Is it just an app, or is it a website as well? If it’s also a website couldn’t someone just forgo the app stores altogether and just use their browser?
Look I really don’t care about Reichbook getting their app pulled in and of itself. I’m more disturbed by Android and IPhone deciding which social media platforms we can have access to.
I’m sorta OK with private corporations in the way of social media sites deciding what content is appropriate on their sites. I’m not OK with a private corporation deciding what I can look at on the device that I paid my hard earned cash for.
This is actually an intellectually challenging question.
Private companies can decide what to allow on their platforms so if they don’t want to allow something in their app store, I don’t see how or why they should be compelled to do so. If I have a grocery store, you can’t force me to stock a certain product.

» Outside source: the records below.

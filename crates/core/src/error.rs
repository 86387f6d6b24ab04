use crate::validator::ValidationReport;
use thiserror::Error;

#[derive(Debug, Error)]
pub enum LoadError {
    #[error("io error: {0}")]
    Io(#[from] std::io::Error),

    #[error("malformed catalog source: {0}")]
    Csv(#[from] csv::Error),

    #[error("catalog source has no rows: {0}")]
    EmptySource(String),

    #[error("missing required columns: {}", columns.join(", "))]
    MissingColumns {
        columns: Vec<String>,
        report: Box<ValidationReport>,
    },
}

#[derive(Debug, Error)]
pub enum CacheError {
    #[error("io error: {0}")]
    Io(#[from] std::io::Error),

    #[error("serialize error: {0}")]
    Serialization(#[from] serde_json::Error),
}

#[derive(Debug, Error)]
pub enum FetchError {
    #[error("http error: {0}")]
    Http(#[from] reqwest::Error),

    #[error("url parse error: {0}")]
    Url(#[from] url::ParseError),

    #[error("procedure endpoint {endpoint} returned {status}")]
    Status { endpoint: String, status: String },

    #[error("invalid procedure payload: {0}")]
    InvalidPayload(String),

    #[error("online procedure source is disabled")]
    Disabled,
}

#[derive(Debug, Error)]
pub enum ExportError {
    #[error("io error: {0}")]
    Io(#[from] std::io::Error),

    #[error("serialize error: {0}")]
    Serialization(#[from] serde_json::Error),
}

pub type Result<T, E = LoadError> = std::result::Result<T, E>;
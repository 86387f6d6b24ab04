use crate::cleaner::{normalize_flag, parse_whole_number};
use crate::ingest::{Column, RawDataset};
use crate::normalizer::is_known_brand;
use chrono::{DateTime, Datelike, Utc};
use serde::{Deserialize, Serialize};
use std::collections::{HashMap, HashSet};

pub const MIN_MODEL_YEAR: i64 = 2000;
pub const FIPE_ID_RANGE: (i64, i64) = (1_000, 9_999_999);
const ALLOWED_ADAS_VALUES: [&str; 4] = ["Sim", "Não", "sim", "não"];
const UNKNOWN_BRAND_PREVIEW: usize = 10;
const TOP_BRANDS: usize = 5;

#[derive(Debug, Clone, Serialize, Deserialize, PartialEq, Default)]
pub struct ValidationStatistics {
    pub total_columns: usize,
    pub missing_data_percentage: f64,
    pub unique_brands: usize,
    pub vehicles_with_adas: usize,
    pub adas_percentage: f64,
    pub top_brands: Vec<(String, usize)>,
}

/// Outcome of one validation pass. Errors and warnings are advisory; only
/// `validation_passed == false` caused by missing columns stops a load.
#[derive(Debug, Clone, Serialize, Deserialize, PartialEq)]
pub struct ValidationReport {
    pub generated_at: DateTime<Utc>,
    pub total_rows: usize,
    pub validation_passed: bool,
    pub errors: Vec<String>,
    pub warnings: Vec<String>,
    pub quality_score: f64,
    pub statistics: ValidationStatistics,
}

pub fn validate(dataset: &RawDataset) -> ValidationReport {
    validate_for_year(dataset, Utc::now().year())
}

/// Same as [`validate`] with an explicit reference year for the plausibility window.
pub fn validate_for_year(dataset: &RawDataset, current_year: i32) -> ValidationReport {
    let mut report = ValidationReport {
        generated_at: Utc::now(),
        total_rows: dataset.rows.len(),
        validation_passed: true,
        errors: Vec::new(),
        warnings: Vec::new(),
        quality_score: 0.0,
        statistics: ValidationStatistics {
            total_columns: dataset.columns.len(),
            ..ValidationStatistics::default()
        },
    };

    validate_structure(dataset, &mut report);
    validate_integrity(dataset, &mut report);
    validate_domain(dataset, current_year, &mut report);
    report.quality_score = quality_score(&report);

    report
}

fn validate_structure(dataset: &RawDataset, report: &mut ValidationReport) {
    let missing = dataset.missing_required_columns();
    if !missing.is_empty() {
        let names = missing
            .iter()
            .map(|column| column.header())
            .collect::<Vec<_>>()
            .join(", ");
        report
            .errors
            .push(format!("missing required columns: {names}"));
        report.validation_passed = false;
    }

    if dataset.rows.is_empty() {
        report.errors.push("dataset is empty".to_string());
        report.validation_passed = false;
    }
}

fn validate_integrity(dataset: &RawDataset, report: &mut ValidationReport) {
    if dataset.has_column(Column::FipeId) {
        let mut seen = HashSet::new();
        let mut duplicates = 0usize;
        let mut out_of_range = 0usize;

        for raw in dataset.rows.iter().filter_map(|row| row.get(Column::FipeId)) {
            let key = parse_whole_number(raw)
                .map(|id| id.to_string())
                .unwrap_or_else(|| raw.to_string());
            if !seen.insert(key) {
                duplicates += 1;
            }

            let in_range = parse_whole_number(raw)
                .is_some_and(|id| id >= FIPE_ID_RANGE.0 && id <= FIPE_ID_RANGE.1);
            if !in_range {
                out_of_range += 1;
            }
        }

        if duplicates > 0 {
            report
                .warnings
                .push(format!("found {duplicates} duplicated FIPE ids"));
        }
        if out_of_range > 0 {
            report.warnings.push(format!(
                "{out_of_range} FIPE ids are non-numeric or outside {}..={}",
                FIPE_ID_RANGE.0, FIPE_ID_RANGE.1
            ));
        }
    }

    for column in Column::REQUIRED {
        if !dataset.has_column(column) {
            continue;
        }
        let missing = dataset
            .rows
            .iter()
            .filter(|row| row.get(column).is_none())
            .count();
        if missing > 0 {
            report.warnings.push(format!(
                "column '{}': {missing} missing values",
                column.header()
            ));
        }
    }

    let total_cells = dataset.total_cells();
    report.statistics.missing_data_percentage = if total_cells == 0 {
        0.0
    } else {
        round2(dataset.blank_cells() as f64 * 100.0 / total_cells as f64)
    };
}

fn validate_domain(dataset: &RawDataset, current_year: i32, report: &mut ValidationReport) {
    if dataset.has_column(Column::BrandName) {
        let mut seen = HashSet::new();
        let unknown = dataset
            .rows
            .iter()
            .filter_map(|row| row.get(Column::BrandName))
            .filter(|brand| seen.insert(brand.to_string()))
            .filter(|brand| !is_known_brand(brand))
            .collect::<Vec<_>>();

        if !unknown.is_empty() {
            let preview = unknown
                .iter()
                .take(UNKNOWN_BRAND_PREVIEW)
                .copied()
                .collect::<Vec<_>>()
                .join(", ");
            let hidden = unknown.len().saturating_sub(UNKNOWN_BRAND_PREVIEW);
            let suffix = if hidden > 0 {
                format!(" (+{hidden} more)")
            } else {
                String::new()
            };
            report
                .warnings
                .push(format!("unrecognised brands: {preview}{suffix}"));
        }

        report.statistics.unique_brands = seen.len();
        report.statistics.top_brands = ranked_counts(
            dataset
                .rows
                .iter()
                .filter_map(|row| row.get(Column::BrandName)),
        )
        .into_iter()
        .take(TOP_BRANDS)
        .collect();
    }

    if dataset.has_column(Column::ModelYear) {
        let latest = i64::from(current_year) + 2;
        let years = dataset
            .rows
            .iter()
            .filter_map(|row| row.get(Column::ModelYear))
            .collect::<Vec<_>>();

        let unparsable = years
            .iter()
            .filter(|raw| parse_whole_number(raw).is_none())
            .count();
        let parsed = years
            .iter()
            .filter_map(|raw| parse_whole_number(raw))
            .collect::<Vec<_>>();
        let future = parsed.iter().filter(|year| **year > latest).count();
        let old = parsed.iter().filter(|year| **year < MIN_MODEL_YEAR).count();

        if future > 0 {
            report
                .warnings
                .push(format!("found {future} vehicles with model year after {latest}"));
        }
        if old > 0 {
            report.warnings.push(format!(
                "found {old} vehicles with model year before {MIN_MODEL_YEAR}"
            ));
        }
        if unparsable > 0 {
            report
                .warnings
                .push(format!("found {unparsable} non-numeric model years"));
        }
    }

    if dataset.has_column(Column::Adas) {
        let invalid = dataset
            .rows
            .iter()
            .filter_map(|row| row.get(Column::Adas))
            .filter(|value| !ALLOWED_ADAS_VALUES.contains(value))
            .count();
        if invalid > 0 {
            report
                .errors
                .push(format!("found {invalid} invalid values in column ADAS"));
        }

        let with_adas = dataset
            .rows
            .iter()
            .filter(|row| row.get(Column::Adas).and_then(normalize_flag) == Some("Sim"))
            .count();
        report.statistics.vehicles_with_adas = with_adas;
        report.statistics.adas_percentage = if dataset.rows.is_empty() {
            0.0
        } else {
            round2(with_adas as f64 * 100.0 / dataset.rows.len() as f64)
        };
    }
}

fn quality_score(report: &ValidationReport) -> f64 {
    let score = 100.0
        - report.errors.len() as f64 * 20.0
        - report.warnings.len() as f64 * 5.0
        - report.statistics.missing_data_percentage * 2.0;
    score.clamp(0.0, 100.0)
}

/// Occurrence counts, most frequent first; ties keep first-seen order.
pub(crate) fn ranked_counts<'a>(values: impl Iterator<Item = &'a str>) -> Vec<(String, usize)> {
    let mut order = Vec::new();
    let mut counts: HashMap<&str, usize> = HashMap::new();
    for value in values {
        let count = counts.entry(value).or_insert(0);
        if *count == 0 {
            order.push(value);
        }
        *count += 1;
    }

    let mut ranked = order
        .into_iter()
        .map(|value| (value.to_string(), counts.get(value).copied().unwrap_or_default()))
        .collect::<Vec<_>>();
    ranked.sort_by(|left, right| right.1.cmp(&left.1));
    ranked
}

pub(crate) fn round2(value: f64) -> f64 {
    (value * 100.0).round() / 100.0
}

Smartphones are a little different as has been pointed out. However, you do agree to the terms of service for the OS that operates on them. Arguably the OS is also a product provided by a private company, which can decide what to include or not include in them.
Theoretically, there’s nothing that would stop someone from developing their own smartphone and accompanying ecosystem for their own use or to offer for sale. Alternatively, an open source community could be created as well. How feasible is that in reality? Probably not very. Yet there could be quite a market for it with a significant disaffected user base that doesn’t agree with the decisions of the existing market leaders.
While highly inconvenient, you could also just have a generic flip phone for calls and texting and use a computer to access other content via the internet if you were to opt out of the existing smartphones.
The suppression of speech, public communication, or other information, on the basis that such material is considered objectionable, harmful, sensitive, or “inconvenient.”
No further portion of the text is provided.